The Town of Sherry is located in Wood County, Wisconsin, United States. The population of the town was 755 at the 2020 census. The unincorporated community known as Sherry is located at the junction of County Highways N and F, 3.5 mi west-southwest of Milladore., within the Town of Sherry.

==History==
In June 1851 the outline of the six mile (10 km) square which later became the town of Sherry was surveyed by crews working for the U.S. government. In November 1853 another crew of surveyors found the section corners with chain and compass and marked them.

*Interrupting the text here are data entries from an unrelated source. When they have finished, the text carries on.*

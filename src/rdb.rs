/*!
RDB中各项Redis数据相关的结构体定义, 以及RDB解析相关的代码在此模块下

解析运行在独立的线程上, 解析出的每一条数据作为一个[`Event`]投递到
有界通道中, 消费端通过[`EventStream`]依次拉取
*/
use std::collections::BTreeMap;
use std::fmt;
use std::fs::File;
use std::io::Read;
use std::path::Path;
use std::sync::mpsc::{Receiver, SyncSender, sync_channel};
use std::thread;

use byteorder::{BigEndian, ByteOrder};
use log::info;

use crate::encoding;
use crate::error::{Error, Result};
use crate::reader::RdbReader;

/// 事件通道的容量, 生产与消费速度不匹配时阻塞生产端
const EVENT_CHANNEL_BOUND: usize = 128;

/// RDB中的一条数据, 以及数据之外的文件结构信息
#[derive(Debug, Clone, PartialEq)]
pub enum Event {
    /// 文件开头的5个字节, 内容固定为`REDIS`
    MagicNumber(String),
    /// RDB版本, 紧随magic number之后的4个ASCII数字
    Version(u32),
    /// 辅助字段, 记录生成此RDB的redis版本、位数等信息
    AuxField { field: String, value: String },
    /// 后续数据所属的db
    SelectDb(u64),
    /// 当前db的容量提示, 用于避免加载时反复rehash
    ResizeDb { db_size: u64, expires_size: u64 },
    /// 代表Redis中的String类型数据
    String(StringObject),
    /// 代表Redis中的List类型数据
    List(ListObject),
    /// 代表Redis中的Set类型数据
    Set(SetObject),
    /// 代表Redis中的SortedSet类型数据
    SortedSet(ZSetObject),
    /// 代表Redis中的Hash类型数据
    Hash(HashObject),
    /// 代表Redis中的Stream类型数据
    Stream(StreamObject),
}

/// 数据的key及其元信息
#[derive(Debug, Clone, PartialEq, Eq)]
pub struct RedisKey {
    /// 数据所属的db
    pub db_id: u64,
    /// 数据的key
    pub key: String,
    /// 过期时间戳, 单位毫秒, -1代表不过期
    pub expire_at_ms: i64,
}

#[derive(Debug, Clone, PartialEq)]
pub struct StringObject {
    pub key: RedisKey,
    /// 数据的值
    pub value: String,
}

#[derive(Debug, Clone, PartialEq)]
pub struct ListObject {
    pub key: RedisKey,
    /// List中所有的元素, 保持原有顺序
    pub elements: Vec<String>,
}

#[derive(Debug, Clone, PartialEq)]
pub struct SetObject {
    pub key: RedisKey,
    /// Set中所有的元素, 保持编码中的顺序
    pub members: Vec<String>,
}

#[derive(Debug, Clone, PartialEq)]
pub struct ZSetObject {
    pub key: RedisKey,
    /// SortedSet中所有的元素
    pub members: Vec<ZSetEntry>,
}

When done, the deputy surveyor filed this general description:
This Township is heavily Timbered with Maple Oak Birch & Pine Maple Oak & Birch being the prevailing Kinds - along the Border(?) of Mill Creek there is some good scattering Pine - along the Border(?) of the small stream (?) almost invariably(?) find alder thickets caused by Beaver dams. - the streams are fed by the swamp, and are subject to very sudden rise & fall - the soil is a dark loam is well adapted for the purpose of agriculture. the Surface is generally level & is covered with stone the stone being of a reddish color

In 1880 Henry Sherry and a partner named Briggs started a sawmill on Mill Creek, with a company store, which attracted workers and grew into a community. With various partners, Sherry continued running the sawmill and added a planing mill and a factory that made barrel staves. The community also had a blacksmith in those early years. Sherry's first school was started in 1881. A post office called Sherry was established in 1884, and remained in operation until 1968.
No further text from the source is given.